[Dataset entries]
┄┄┄┄┄┄┄┄┄┄
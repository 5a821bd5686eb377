pub mod pdf_service;
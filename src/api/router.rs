use axum::{
    Router,
    body::Body,
    extract::Request,
    routing::{get, post, put},
};
use std::sync::Arc;
use std::time::Duration;
use crate::api::handlers::{
    ai, booking, connection, guest, health, hotel, notification, payment, rate_rules, room_type,
    settings, stats,
};
use crate::state::AppState;
use tower_http::{
    classify::ServerErrorsFailureClass,
    cors::CorsLayer,
    trace::TraceLayer,
};
use tracing::{Span, error, info, info_span};
use uuid::Uuid;

pub fn create_router(state: Arc<AppState>) -> Router {
    Router::new()
        .route("/health", get(health::health_check))

        // Property
        .route("/api/hotels", get(hotel::list_hotels).post(hotel::create_hotel))
        .route("/api/hotels/{id}", get(hotel::get_hotel))
        .route("/api/settings", get(settings::get_settings).put(settings::update_settings))

        // Inventory
        .route("/api/room-types", get(room_type::list_room_types).post(room_type::create_room_type))
        .route(
            "/api/room-types/{id}",
            get(room_type::get_room_type)
                .put(room_type::update_room_type)
                .delete(room_type::delete_room_type),
        )

        // Booking lifecycle
        .route("/api/bookings", get(booking::list_bookings).post(booking::create_booking))
        .route("/api/bookings/bulk", post(booking::create_bulk))
        .route(
            "/api/bookings/{id}",
            get(booking::get_booking)
                .put(booking::update_booking)
                .delete(booking::delete_booking),
        )
        .route("/api/bookings/{id}/transfer", post(booking::transfer_booking))
        .route("/api/bookings/{id}/checkout", post(booking::checkout_booking))

        // Guest registry
        .route("/api/guests", get(guest::list_guests))
        .route(
            "/api/guests/{id}",
            get(guest::get_guest).put(guest::update_guest).delete(guest::delete_guest),
        )

        // Channel manager & rates
        .route("/api/connections", get(connection::list_connections))
        .route("/api/connections/{id}", put(connection::update_connection))
        .route("/api/rates/rules", get(rate_rules::get_rules).put(rate_rules::update_rules))
        .route("/api/rates/quote", get(rate_rules::quote_rate))

        // Notifications
        .route("/api/notifications", get(notification::list_notifications))
        .route("/api/notifications/read-all", post(notification::mark_all_read))
        .route("/api/notifications/{id}/read", post(notification::mark_read))
        .route("/api/notifications/{id}/dismiss", post(notification::dismiss))

        // Reporting
        .route("/api/statistics", get(stats::get_statistics))

        // Payments
        .route("/api/payments/order", post(payment::create_order))
        .route("/api/payments/verify", post(payment::verify_payment))

        // AI assistance
        .route("/api/scan/document", post(ai::scan_document))
        .route("/api/email/parse", post(ai::parse_email))

        .layer(
            TraceLayer::new_for_http()
                .make_span_with(|request: &Request<Body>| {
                    let request_id = Uuid::new_v4().to_string();
                    info_span!(
                        "http_request",
                        request_id = %request_id,
                        method = ?request.method(),
                        uri = ?request.uri(),
                        version = ?request.version(),
                    )
                })
                .on_request(|request: &Request<Body>, _span: &Span| {
                    info!("started processing request: {} {}", request.method(), request.uri().path());
                })
                .on_response(|response: &axum::http::Response<Body>, latency: Duration, _span: &Span| {
                    info!(
                        status = response.status().as_u16(),
                        latency_ms = latency.as_millis(),
                        "finished processing request"
                    );
                })
                .on_failure(|error: ServerErrorsFailureClass, _latency: Duration, _span: &Span| {
                    error!("request failed: {:?}", error);
                })
        )
        .layer(CorsLayer::permissive())
        .with_state(state)
}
┄┄┄┄┄┄┄┄┄┄
What you need to do - In the entries above, identify every line with the string "state".

Answer space -
use crate::state::AppState;
pub fn create_router(state: Arc<AppState>) -> Router {
        .with_state(state)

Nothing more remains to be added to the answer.